How a Zebra Helped Me Get Beyond Black and White Thinking
Don’t be satisfied with stories of how things have gone for others.
Unfold your own myth.
—Thirteenth century Sufi mystic, Rumi.
She gazed into my eyes and said, “Sue, I’m looking at you and I think of zebra.”
My friend and I sat across from each other having tea that afternoon as her three under-the-age-of five sons ran around our ankles. Karen and I had discussed the shrill “NOs” of the terrible twos and our work to get children to eat like adults. “Zebra?” I asked her. “Where did that come from?”
Karen said, “In all our talks, no matter what the topic, I tend to perceive things as black or white. You always help me see right through those stripes to the whole.”
I felt a “yes” in me. I admitted that I do help her in that way. But “zebra” didn’t land in me wholeheartedly until I received Karen’s surprise the next day. When I walked into my house after grocery shopping, a little toy plastic zebra sat on my wooden kitchen table. Around its black and white neck hung a tiny tag with “factoids about the Zebra,” its Latin name and other details. At the end, I read, “Although zebras closely resemble the horse, all attempts to domesticate the zebra have failed.”
With a fist pump and another big “Yes,” I called Karen to tell her how her Sue-as-zebra mirror reflected to me some new understandings about my restlessness, my rebellion, my not wanting to get dressed up: “Yes, teacher, that’s true: I can’t sit still. When is recess?” “But Dad, I want to play Little League with the boys.” “No, Mom, I won’t wear white gloves at my wedding.”

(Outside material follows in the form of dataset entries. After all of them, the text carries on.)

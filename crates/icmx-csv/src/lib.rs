// Dweve ICMX - Intercompany Message Extraction
//
// Copyright (c) 2025 Dweve IP B.V. and individual contributors.
//
// SPDX-License-Identifier: Apache-2.0
//
// Licensed under the Apache License, Version 2.0 (the "License");
// you may not use this file except in compliance with the License.
// You may obtain a copy of the License in the LICENSE file at the
// root of this repository or at: http://www.apache.org/licenses/LICENSE-2.0
//
// Unless required by applicable law or agreed to in writing, software
// distributed under the License is distributed on an "AS IS" BASIS,
// WITHOUT WARRANTIES OR CONDITIONS OF ANY KIND, either express or implied.
// See the License for the specific language governing permissions and
// limitations under the License.

//! CSV adapters at the spreadsheet boundary.
//!
//! The core scans a plain sequence of cell strings and writes into a
//! [`RowSink`](icmx_core::RowSink); actual spreadsheet *files* are a host
//! concern. This crate supplies the thin CSV-backed adapters for hosts that
//! exchange column exports as CSV: reading one column out of a CSV document
//! and writing the flattened output grid back out as CSV.
//!
//! # Example
//!
//! ```no_run
//! use icmx_core::{write_header, Grid, Scanner};
//! use icmx_csv::{column_from_csv, to_csv};
//!
//! let input = std::fs::read_to_string("export.csv").unwrap();
//! let rows = column_from_csv(&input).unwrap();
//!
//! let mut grid = Grid::new();
//! write_header(&mut grid);
//! Scanner::new().scan(&rows, &mut grid, 2);
//!
//! let output = to_csv(&grid).unwrap();
//! std::fs::write("flattened.csv", output).unwrap();
//! ```

mod error;
mod read;
mod write;

pub use error::{CsvError, Result};
pub use read::{column_from_csv, column_from_csv_with_config, ColumnReadConfig, DEFAULT_MAX_ROWS};
pub use write::{to_csv, to_csv_with_config, write_grid, GridWriteConfig};
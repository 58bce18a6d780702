// Dweve ICMX - Intercompany Message Extraction
//
// Copyright (c) 2025 Dweve IP B.V. and individual contributors.
//
// SPDX-License-Identifier: Apache-2.0
//
// Licensed under the Apache License, Version 2.0 (the "License");
// you may not use this file except in compliance with the License.
// You may obtain a copy of the License in the LICENSE file at the
// root of this repository or at: http://www.apache.org/licenses/LICENSE-2.0
//
// Unless required by applicable law or agreed to in writing, software
// distributed under the License is distributed on an "AS IS" BASIS,
// WITHOUT WARRANTIES OR CONDITIONS OF ANY KIND, either express or implied.
// See the License for the specific language governing permissions and
// limitations under the License.

//! CLI command definitions and argument parsing.

use crate::commands;
use clap::{Parser, Subcommand};
use clap_complete::Shell;

/// ICMX - intercompany message extraction toolkit
///
/// Extracts embedded `<intercompanyMessage>` purchase orders from a
/// spreadsheet column export (CSV) and flattens them into one row per
/// order line item.
///
/// # Examples
///
/// ```bash
/// # Flatten a column export to CSV
/// icmx extract export.csv --output flattened.csv
///
/// # Same data as JSON records
/// icmx extract export.csv --json
///
/// # Check what a problem file contains without extracting
/// icmx inspect export.csv
/// ```
#[derive(Parser)]
#[command(name = "icmx")]
#[command(author, version, about = "ICMX - intercompany message extraction toolkit", long_about = None)]
pub struct Cli {
    #[command(subcommand)]
    pub command: Commands,
}

/// Top-level CLI commands.
#[derive(Subcommand)]
pub enum Commands {
    /// Extract flattened purchase-order rows from a column export
    ///
    /// Reads one column of the input CSV, scans it for intercompany
    /// messages (reassembling documents fragmented across rows), and
    /// writes the 20-column output with a header row.
    Extract {
        /// Input CSV file containing the exported column
        #[arg(value_name = "FILE")]
        file: String,

        /// Output file path (defaults to stdout)
        #[arg(short, long)]
        output: Option<String>,

        /// 1-based spreadsheet column to scan
        #[arg(long, default_value_t = 1)]
        column: usize,

        /// Field delimiter for CSV input and output
        #[arg(long, default_value_t = ',')]
        delimiter: char,

        /// Emit rows as a JSON array of column-keyed objects
        #[arg(long)]
        json: bool,

        /// Override the chunk byte cap (default 8 MiB)
        #[arg(long, value_name = "BYTES")]
        max_chunk_bytes: Option<usize>,

        /// Override the chunk part cap (default 1000)
        #[arg(long, value_name = "COUNT")]
        max_parts: Option<usize>,
    },

    /// Scan for messages and report boundaries without extracting rows
    ///
    /// Shows every message found (order number and line-item count) plus
    /// every skipped region, for diagnosing problem exports.
    Inspect {
        /// Input CSV file containing the exported column
        #[arg(value_name = "FILE")]
        file: String,

        /// 1-based spreadsheet column to scan
        #[arg(long, default_value_t = 1)]
        column: usize,

        /// Field delimiter for CSV input
        #[arg(long, default_value_t = ',')]
        delimiter: char,

        /// Emit the report as JSON
        #[arg(long)]
        json: bool,
    },

    /// Generate shell completion scripts
    Completion {
        /// Target shell
        #[arg(value_enum)]
        shell: Shell,
    },
}

impl Commands {
    /// Execute the command, returning an error message on failure.
    pub fn execute(self) -> Result<(), String> {
        match self {
            Commands::Extract {
                file,
                output,
                column,
                delimiter,
                json,
                max_chunk_bytes,
                max_parts,
            } => commands::extract(
                &file,
                output.as_deref(),
                column,
                delimiter,
                json,
                max_chunk_bytes,
                max_parts,
            ),
            Commands::Inspect {
                file,
                column,
                delimiter,
                json,
            } => commands::inspect(&file, column, delimiter, json),
            Commands::Completion { shell } => commands::completion(shell),
        }
    }
}
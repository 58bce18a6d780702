// Dweve ICMX - Intercompany Message Extraction
//
// Copyright (c) 2025 Dweve IP B.V. and individual contributors.
//
// SPDX-License-Identifier: Apache-2.0
//
// Licensed under the Apache License, Version 2.0 (the "License");
// you may not use this file except in compliance with the License.
// You may obtain a copy of the License in the LICENSE file at the
// root of this repository or at: http://www.apache.org/licenses/LICENSE-2.0
//
// Unless required by applicable law or agreed to in writing, software
// distributed under the License is distributed on an "AS IS" BASIS,
// WITHOUT WARRANTIES OR CONDITIONS OF ANY KIND, either express or implied.
// See the License for the specific language governing permissions and
// limitations under the License.

//! Security limits for chunk reassembly.

/// Configurable limits for scanner security.
///
/// These limits bound the resources consumed while reassembling a chunk from
/// spreadsheet rows. When a limit trips, the scanner logs, skips the
/// offending chunk, and keeps scanning; it never aborts the overall input.
#[derive(Debug, Clone)]
pub struct Limits {
    /// Maximum chunk size in UTF-8 bytes (default: 8 MiB).
    ///
    /// Applies to a single-cell chunk as well as to the concatenation of a
    /// multi-row chunk's parts.
    pub max_chunk_bytes: usize,
    /// Maximum number of accumulated row parts per chunk (default: 1000).
    pub max_chunk_parts: usize,
}

impl Default for Limits {
    fn default() -> Self {
        Self {
            max_chunk_bytes: 8 * 1024 * 1024, // 8 MiB
            max_chunk_parts: 1000,
        }
    }
}

impl Limits {
    /// Create limits with no restrictions (for testing).
    pub fn unlimited() -> Self {
        Self {
            max_chunk_bytes: usize::MAX,
            max_chunk_parts: usize::MAX,
        }
    }
}
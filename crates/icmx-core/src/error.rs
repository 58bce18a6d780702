// Dweve ICMX - Intercompany Message Extraction
//
// Copyright (c) 2025 Dweve IP B.V. and individual contributors.
//
// SPDX-License-Identifier: Apache-2.0
//
// Licensed under the Apache License, Version 2.0 (the "License");
// you may not use this file except in compliance with the License.
// You may obtain a copy of the License in the LICENSE file at the
// root of this repository or at: http://www.apache.org/licenses/LICENSE-2.0
//
// Unless required by applicable law or agreed to in writing, software
// distributed under the License is distributed on an "AS IS" BASIS,
// WITHOUT WARRANTIES OR CONDITIONS OF ANY KIND, either express or implied.
// See the License for the specific language governing permissions and
// limitations under the License.

//! Error types for message extraction.

use std::fmt;
use thiserror::Error;

/// Result type used throughout the crate.
pub type Result<T> = std::result::Result<T, IcmxError>;

/// The kind of error that occurred while processing a message.
#[derive(Debug, Clone, Copy, PartialEq, Eq)]
pub enum IcmxErrorKind {
    /// Message text yielded no usable XML tree.
    Parse,
    /// A field query or row write failed.
    Extraction,
    /// Security limit exceeded.
    Limit,
    /// I/O error (file operations, etc.).
    Io,
}

impl fmt::Display for IcmxErrorKind {
    fn fmt(&self, f: &mut fmt::Formatter<'_>) -> fmt::Result {
        match self {
            Self::Parse => write!(f, "ParseError"),
            Self::Extraction => write!(f, "ExtractionError"),
            Self::Limit => write!(f, "LimitError"),
            Self::Io => write!(f, "IOError"),
        }
    }
}

/// An error that occurred while extracting one message.
///
/// Carries the 1-based spreadsheet row of the chunk the message came from,
/// when known, so callers can report which part of the input was skipped.
#[derive(Debug, Clone, Error)]
pub struct IcmxError {
    /// The kind of error.
    pub kind: IcmxErrorKind,
    /// Human-readable error message.
    pub message: String,
    /// Source spreadsheet row (1-based), when known.
    pub row: Option<usize>,
}

impl fmt::Display for IcmxError {
    fn fmt(&self, f: &mut fmt::Formatter<'_>) -> fmt::Result {
        match self.row {
            Some(row) => write!(f, "{} at source row {}: {}", self.kind, row, self.message),
            None => write!(f, "{}: {}", self.kind, self.message),
        }
    }
}

impl IcmxError {
    /// Create a new error.
    pub fn new(kind: IcmxErrorKind, message: impl Into<String>) -> Self {
        Self {
            kind,
            message: message.into(),
            row: None,
        }
    }

    /// Attach the 1-based source row the message was scanned from.
    pub fn with_row(mut self, row: usize) -> Self {
        self.row = Some(row);
        self
    }

    pub fn parse(message: impl Into<String>) -> Self {
        Self::new(IcmxErrorKind::Parse, message)
    }

    pub fn extraction(message: impl Into<String>) -> Self {
        Self::new(IcmxErrorKind::Extraction, message)
    }

    pub fn limit(message: impl Into<String>) -> Self {
        Self::new(IcmxErrorKind::Limit, message)
    }

    pub fn io(message: impl Into<String>) -> Self {
        Self::new(IcmxErrorKind::Io, message)
    }
}
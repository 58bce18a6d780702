// Dweve ICMX - Intercompany Message Extraction
//
// Copyright (c) 2025 Dweve IP B.V. and individual contributors.
//
// SPDX-License-Identifier: Apache-2.0
//
// Licensed under the Apache License, Version 2.0 (the "License");
// you may not use this file except in compliance with the License.
// You may obtain a copy of the License in the LICENSE file at the
// root of this repository or at: http://www.apache.org/licenses/LICENSE-2.0
//
// Unless required by applicable law or agreed to in writing, software
// distributed under the License is distributed on an "AS IS" BASIS,
// WITHOUT WARRANTIES OR CONDITIONS OF ANY KIND, either express or implied.
// See the License for the specific language governing permissions and
// limitations under the License.

//! Completion command - shell completion script generation.

use clap::CommandFactory;
use clap_complete::{generate, Shell};
use std::io;

/// Write a completion script for the given shell to stdout.
pub fn completion(shell: Shell) -> Result<(), String> {
    let mut command = crate::cli::Cli::command();
    generate(shell, &mut command, "icmx", &mut io::stdout());
    Ok(())
}
// Dweve ICMX - Intercompany Message Extraction
//
// Copyright (c) 2025 Dweve IP B.V. and individual contributors.
//
// SPDX-License-Identifier: Apache-2.0
//
// Licensed under the Apache License, Version 2.0 (the "License");
// you may not use this file except in compliance with the License.
// You may obtain a copy of the License in the LICENSE file at the
// root of this repository or at: http://www.apache.org/licenses/LICENSE-2.0
//
// Unless required by applicable law or agreed to in writing, software
// distributed under the License is distributed on an "AS IS" BASIS,
// WITHOUT WARRANTIES OR CONDITIONS OF ANY KIND, either express or implied.
// See the License for the specific language governing permissions and
// limitations under the License.

//! Inspect command - report message boundaries without extracting rows.

use super::{column_config, read_file};
use colored::Colorize;
use icmx_core::{message_stats, Scanner};
use icmx_csv::column_from_csv_with_config;
use serde_json::json;

/// Run the boundary pass only and report every message (order number,
/// line-item count) and every skipped region found in the column.
pub fn inspect(file: &str, column: usize, delimiter: char, json: bool) -> Result<(), String> {
    let content = read_file(file)?;
    let read_config = column_config(column, delimiter)?;
    let rows = column_from_csv_with_config(&content, &read_config)
        .map_err(|e| format!("Failed to read column {} from '{}': {}", column, file, e))?;

    let scan = Scanner::new().messages(&rows);

    if json {
        print_json(&scan)
    } else {
        print_human(file, &scan);
        Ok(())
    }
}

fn print_human(file: &str, scan: &icmx_core::MessageScan) {
    println!(
        "{}: {} message(s), {} skipped region(s)",
        file.bold(),
        scan.messages.len(),
        scan.skips.len()
    );

    for (idx, message) in scan.messages.iter().enumerate() {
        let label = format!("#{}", idx + 1);
        match message_stats(&message.text) {
            Ok(stats) => {
                let order = if stats.order_number.is_empty() {
                    "<no order number>".to_string()
                } else {
                    stats.order_number
                };
                println!(
                    "  {} row {}: order {} ({} line item(s))",
                    label.cyan(),
                    message.source_row,
                    order,
                    stats.line_items
                );
            }
            Err(err) => {
                println!(
                    "  {} row {}: {}",
                    label.cyan(),
                    message.source_row,
                    format!("unusable: {}", err).red()
                );
            }
        }
    }

    for skip in &scan.skips {
        println!(
            "  {} row {}: {}",
            format!("[{}]", skip.kind).yellow(),
            skip.row,
            skip.detail
        );
    }
}

fn print_json(scan: &icmx_core::MessageScan) -> Result<(), String> {
    let messages: Vec<serde_json::Value> = scan
        .messages
        .iter()
        .map(|message| match message_stats(&message.text) {
            Ok(stats) => json!({
                "source_row": message.source_row,
                "order_number": stats.order_number,
                "pusb": stats.pusb,
                "line_items": stats.line_items,
            }),
            Err(err) => json!({
                "source_row": message.source_row,
                "error": err.to_string(),
            }),
        })
        .collect();

    let skips: Vec<serde_json::Value> = scan
        .skips
        .iter()
        .map(|skip| {
            json!({
                "kind": skip.kind.to_string(),
                "row": skip.row,
                "detail": skip.detail,
            })
        })
        .collect();

    let report = json!({ "messages": messages, "skips": skips });
    let rendered = serde_json::to_string_pretty(&report)
        .map_err(|e| format!("Failed to render JSON: {}", e))?;
    println!("{}", rendered);
    Ok(())
}
// Dweve ICMX - Intercompany Message Extraction
//
// Copyright (c) 2025 Dweve IP B.V. and individual contributors.
//
// SPDX-License-Identifier: Apache-2.0
//
// Licensed under the Apache License, Version 2.0 (the "License");
// you may not use this file except in compliance with the License.
// You may obtain a copy of the License in the LICENSE file at the
// root of this repository or at: http://www.apache.org/licenses/LICENSE-2.0
//
// Unless required by applicable law or agreed to in writing, software
// distributed under the License is distributed on an "AS IS" BASIS,
// WITHOUT WARRANTIES OR CONDITIONS OF ANY KIND, either express or implied.
// See the License for the specific language governing permissions and
// limitations under the License.

//! ICMX Command Line Interface

use clap::Parser;
use icmx_cli::cli::Cli;
use std::process::ExitCode;

fn main() -> ExitCode {
    // Scanner skip diagnostics go through `tracing`; surface them on stderr,
    // filtered by RUST_LOG.
    tracing_subscriber::fmt()
        .with_env_filter(tracing_subscriber::EnvFilter::from_default_env())
        .with_writer(std::io::stderr)
        .init();

    let cli = Cli::parse();

    match cli.command.execute() {
        Ok(()) => ExitCode::SUCCESS,
        Err(e) => {
            eprintln!("Error: {}", e);
            ExitCode::FAILURE
        }
    }
}
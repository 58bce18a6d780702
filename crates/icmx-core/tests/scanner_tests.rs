// Dweve ICMX - Intercompany Message Extraction
//
// Copyright (c) 2025 Dweve IP B.V. and individual contributors.
//
// SPDX-License-Identifier: Apache-2.0
//
// Licensed under the Apache License, Version 2.0 (the "License");
// you may not use this file except in compliance with the License.
// You may obtain a copy of the License in the LICENSE file at the
// root of this repository or at: http://www.apache.org/licenses/LICENSE-2.0
//
// Unless required by applicable law or agreed to in writing, software
// distributed under the License is distributed on an "AS IS" BASIS,
// WITHOUT WARRANTIES OR CONDITIONS OF ANY KIND, either express or implied.
// See the License for the specific language governing permissions and
// limitations under the License.

//! Scanner tests: boundary detection, chunk reassembly, caps, and the
//! skip-and-continue failure policy.

use icmx_core::{write_header, Grid, Limits, ScanSkipKind, Scanner};
use icmx_test::fixtures;

fn scan_into_grid(rows: &[String]) -> (Grid, icmx_core::ScanReport) {
    let mut grid = Grid::new();
    write_header(&mut grid);
    let report = Scanner::new().scan(rows, &mut grid, 2);
    (grid, report)
}

// =============================================================================
// Detection and single-cell chunks
// =============================================================================

#[test]
fn single_cell_message_produces_one_row_per_line_item() {
    let rows = vec![fixtures::order_message()];
    let (grid, report) = scan_into_grid(&rows);

    assert_eq!(report.messages_extracted, 1);
    assert_eq!(report.rows_written, 2);
    assert_eq!(report.next_row, 4);
    assert!(report.skips.is_empty());

    // Scalar columns repeat across both line-item rows.
    for row in [2, 3] {
        assert_eq!(grid.cell(row, 1), "US01");
        assert_eq!(grid.cell(row, 2), "4500123456");
        assert_eq!(grid.cell(row, 3), "4021");
        assert_eq!(grid.cell(row, 4), "STC 123");
        assert_eq!(grid.cell(row, 5), "SEA-US-EU");
        assert_eq!(grid.cell(row, 6), "07.03.2024");
        assert_eq!(
            grid.cell(row, 15),
            "St. Paul MN 55144; 3M Center Building 224"
        );
        assert_eq!(grid.cell(row, 17), "CHANDLE WITH CARE");
    }

    // Per-line columns follow document order.
    assert_eq!(grid.cell(2, 7), "1");
    assert_eq!(grid.cell(2, 8), "7000137654");
    assert_eq!(grid.cell(2, 9), "24");
    assert_eq!(grid.cell(2, 10), "CS");
    assert_eq!(grid.cell(2, 11), "CS");
    assert_eq!(grid.cell(2, 12), "SCOTCH TAPE 19MM X 33M");
    assert_eq!(grid.cell(2, 13), "FRAGILE");
    assert_eq!(grid.cell(2, 14), "");
    assert_eq!(grid.cell(2, 16), "");
    assert_eq!(grid.cell(2, 18), "EXW");
    assert_eq!(grid.cell(2, 19), "01.04.2024");
    assert_eq!(grid.cell(2, 20), "4700112233");

    assert_eq!(grid.cell(3, 7), "2");
    assert_eq!(grid.cell(3, 8), "7100998877");
    assert_eq!(grid.cell(3, 9), "6");
    assert_eq!(grid.cell(3, 10), "EA");
    assert_eq!(grid.cell(3, 11), "EA");
    assert_eq!(grid.cell(3, 12), "RESPIRATOR 8210 N95");
    assert_eq!(grid.cell(3, 13), "");
    assert_eq!(grid.cell(3, 18), "CIF");
    assert_eq!(grid.cell(3, 19), "15.04.2024");
    assert_eq!(grid.cell(3, 20), "null");
}

#[test]
fn rows_without_opening_indicator_never_trigger() {
    let rows = vec![
        "plain shipment notes".to_string(),
        "</intercompanyMessage>".to_string(), // closing tag alone is not a trigger
        "more notes".to_string(),
    ];
    let (grid, report) = scan_into_grid(&rows);

    assert_eq!(report.messages_extracted, 0);
    assert_eq!(report.rows_written, 0);
    assert_eq!(report.next_row, 2);
    assert!(report.skips.is_empty());
    assert_eq!(grid.row_count(), 1); // header only
}

#[test]
fn detection_is_case_insensitive() {
    let rows = vec![fixtures::order_message().replace("intercompanyMessage", "INTERCOMPANYMESSAGE")];
    let (_, report) = scan_into_grid(&rows);
    assert_eq!(report.messages_extracted, 1);
    assert_eq!(report.rows_written, 2);
}

#[test]
fn detection_tolerates_namespace_prefix() {
    let rows = vec![fixtures::namespaced_message()];
    let (grid, report) = scan_into_grid(&rows);

    assert_eq!(report.messages_extracted, 1);
    assert_eq!(report.rows_written, 1);
    assert_eq!(grid.cell(2, 1), "DE02");
    assert_eq!(grid.cell(2, 2), "4500777777");
    assert_eq!(grid.cell(2, 7), "10");
    assert_eq!(grid.cell(2, 10), "BX");
}

#[test]
fn xml_declaration_is_stripped_from_extracted_message() {
    let rows = vec![fixtures::with_declaration(&fixtures::order_message())];
    let scan = Scanner::new().messages(&rows);

    assert_eq!(scan.messages.len(), 1);
    let text = &scan.messages[0].text;
    assert!(text.starts_with("<intercompanyMessage"));
    assert!(text.ends_with("</intercompanyMessage>"));
    assert!(!text.contains("<?xml"));
}

// =============================================================================
// Multi-row reassembly
// =============================================================================

#[test]
fn fragmented_message_reassembles_to_identical_output() {
    let message = fixtures::order_message();

    let single = vec![message.clone()];
    let fragmented = fixtures::split_lines(&message);
    assert!(fragmented.len() > 10);

    let single_scan = Scanner::new().messages(&single);
    let fragmented_scan = Scanner::new().messages(&fragmented);
    assert_eq!(single_scan.messages.len(), 1);
    assert_eq!(fragmented_scan.messages.len(), 1);
    // Reassembly is byte-exact.
    assert_eq!(single_scan.messages[0].text, fragmented_scan.messages[0].text);

    let (grid_single, _) = scan_into_grid(&single);
    let (grid_fragmented, report) = scan_into_grid(&fragmented);
    assert_eq!(report.rows_written, 2);
    assert_eq!(grid_single, grid_fragmented);
}

#[test]
fn five_part_split_matches_single_cell() {
    let message = fixtures::order_message();
    let close = message
        .rfind("</intercompanyMessage")
        .expect("fixture has closing tag");
    // Split points inside the body, clear of both boundary tags.
    let points = [40, 180, 500, close - 10];
    let fragmented = fixtures::split_at(&message, &points);
    assert_eq!(fragmented.len(), 5);

    let (grid_single, _) = scan_into_grid(&[message.clone()]);
    let (grid_fragmented, _) = scan_into_grid(&fragmented);
    assert_eq!(grid_single, grid_fragmented);
}

#[test]
fn scan_continues_after_message_chunk() {
    // A message chunk followed by unrelated rows and a second message.
    let mut rows = fixtures::split_lines(&fixtures::order_message());
    rows.push("unrelated trailing cell".to_string());
    rows.push(fixtures::minimal_message());

    let (grid, report) = scan_into_grid(&rows);
    assert_eq!(report.messages_extracted, 2);
    assert_eq!(report.rows_written, 3);
    assert_eq!(grid.cell(4, 2), "4500654321");
}

// =============================================================================
// Sibling messages in one chunk
// =============================================================================

#[test]
fn sibling_messages_in_one_cell_both_extract() {
    let rows = vec![fixtures::sibling_messages_chunk()];
    let (grid, report) = scan_into_grid(&rows);

    assert_eq!(report.messages_extracted, 2);
    assert_eq!(report.rows_written, 3);
    assert_eq!(report.next_row, 5);

    // First message's rows come first, in document order.
    assert_eq!(grid.cell(2, 2), "4500123456");
    assert_eq!(grid.cell(3, 2), "4500123456");
    assert_eq!(grid.cell(4, 2), "4500654321");
}

#[test]
fn sibling_messages_fragmented_across_rows_form_two_chunks() {
    let rows = fixtures::split_lines(&fixtures::sibling_messages_chunk());
    let (grid, report) = scan_into_grid(&rows);

    assert_eq!(report.messages_extracted, 2);
    assert_eq!(report.rows_written, 3);
    assert_eq!(grid.cell(4, 2), "4500654321");
}

// =============================================================================
// Limits and failure policy
// =============================================================================

#[test]
fn oversized_single_cell_chunk_is_skipped_and_scan_continues() {
    let scanner = Scanner::with_limits(Limits {
        max_chunk_bytes: 1024,
        ..Limits::default()
    });
    let rows = vec![fixtures::order_message(), fixtures::minimal_message()];

    let mut grid = Grid::new();
    write_header(&mut grid);
    let report = scanner.scan(&rows, &mut grid, 2);

    assert_eq!(report.skips.len(), 1);
    assert_eq!(report.skips[0].kind, ScanSkipKind::SizeExceeded);
    assert_eq!(report.skips[0].row, 1);
    // The well-formed message right after the oversized chunk still extracts.
    assert_eq!(report.messages_extracted, 1);
    assert_eq!(report.rows_written, 1);
    assert_eq!(grid.cell(2, 2), "4500654321");
}

#[test]
fn oversized_multi_row_chunk_is_skipped_past_its_closing_row() {
    let scanner = Scanner::with_limits(Limits {
        max_chunk_bytes: 1024,
        ..Limits::default()
    });
    let mut rows = fixtures::split_lines(&fixtures::order_message());
    rows.push(fixtures::minimal_message());

    let mut grid = Grid::new();
    let report = scanner.scan(&rows, &mut grid, 1);

    assert_eq!(report.skips.len(), 1);
    assert_eq!(report.skips[0].kind, ScanSkipKind::SizeExceeded);
    assert_eq!(report.messages_extracted, 1);
    assert_eq!(grid.cell(1, 2), "4500654321");
}

#[test]
fn part_count_cap_abandons_chunk_without_extraction() {
    let scanner = Scanner::with_limits(Limits {
        max_chunk_parts: 3,
        ..Limits::default()
    });
    let rows = vec![
        "<intercompanyMessage>".to_string(),
        "a".to_string(),
        "b".to_string(),
        "c".to_string(),
        "d".to_string(),
        "</intercompanyMessage>".to_string(),
        fixtures::order_message(),
    ];

    let mut grid = Grid::new();
    let report = scanner.scan(&rows, &mut grid, 1);

    assert_eq!(report.skips.len(), 1);
    assert_eq!(report.skips[0].kind, ScanSkipKind::PartCountExceeded);
    assert_eq!(report.skips[0].row, 1);
    // Scanning resumed and picked up the complete message further down.
    assert_eq!(report.messages_extracted, 1);
    assert_eq!(report.rows_written, 2);
}

#[test]
fn incomplete_chunk_at_end_of_input_is_abandoned() {
    let rows = vec![
        "<intercompanyMessage>".to_string(),
        "<purchaseOrder orderNumber=\"X\">".to_string(),
        "never closed".to_string(),
    ];
    let (grid, report) = scan_into_grid(&rows);

    assert_eq!(report.skips.len(), 1);
    assert_eq!(report.skips[0].kind, ScanSkipKind::IncompleteChunk);
    assert_eq!(report.messages_extracted, 0);
    assert_eq!(report.rows_written, 0);
    assert_eq!(grid.row_count(), 1);
}

#[test]
fn chunk_without_message_span_reports_no_messages_found() {
    // Triggered by the declaration, bounded by a stray closing tag, but no
    // opening tag anywhere: nothing to extract.
    let rows = vec![
        "<?xml version=\"1.0\"?> export artifact".to_string(),
        "noise".to_string(),
        "</intercompanyMessage>".to_string(),
    ];
    let (_, report) = scan_into_grid(&rows);

    assert_eq!(report.skips.len(), 1);
    assert_eq!(report.skips[0].kind, ScanSkipKind::NoMessagesFound);
    assert_eq!(report.messages_extracted, 0);
}

#[test]
fn empty_input_scans_to_empty_report() {
    let (grid, report) = scan_into_grid(&[]);
    assert_eq!(report.messages_extracted, 0);
    assert_eq!(report.next_row, 2);
    assert!(report.skips.is_empty());
    assert_eq!(grid.row_count(), 1);
}

#[test]
fn bom_is_removed_before_span_matching() {
    let rows = vec![format!("\u{feff}{}", fixtures::order_message())];
    let scan = Scanner::new().messages(&rows);
    assert_eq!(scan.messages.len(), 1);
    assert!(scan.messages[0].text.starts_with("<intercompanyMessage"));
}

Here is what I now know about zebras:
- They graze and eat green grasses. No wonder I have never been able to domesticate myself into three square meals a day.
- They roam, possibly explaining my need for wide open spaces.
- They have strong legs and a sturdy body, so I could drop my life-long plea, “please change me into a long sleek antelope or gazelle.” With zebra, I could say yes to my short powerful frame.
- Zebras can be mean, I read. I’ll have to keep an eye on any tendency toward meanness.
SEEING OUR WHOLENESS
My little zebra helped me resolve to see who I am, as fully as I can; gifts and pitfalls, both the redeemed and unredeemed parts in me, loving my inner nature even as I take care not to let zebra energy get too wild.
Zebra or not, maybe we could all be as known, as rich and as simple as Nasrudin, the wise fool of Sufi tales, who went to the bank one day to cash a check. The teller asked him to identify himself. He whipped a mirror out of his pocket, looked at himself, and said, “Yep, that’s me all right.”
ACCEPTING OURSELVES FULLY
What if we saw in the mirror our strengths, our capacities, our abilities, weaknesses, vulnerabilities, soft spots, and where we are indeed like children? Your story might not include non-domestication of toddlers or of your own adult animal body. Your story may not include topics like you or your kids eating or not eating green vegetables. But if you unfold your own myth, you will see how things have gone for you.
DEEP SEEING
Maybe such deep clear seeing of our whole selves could serve as blessings when we, like Nasrudin with a satisfied smile could look in a mirror and say, “Yep, that’s me all right.”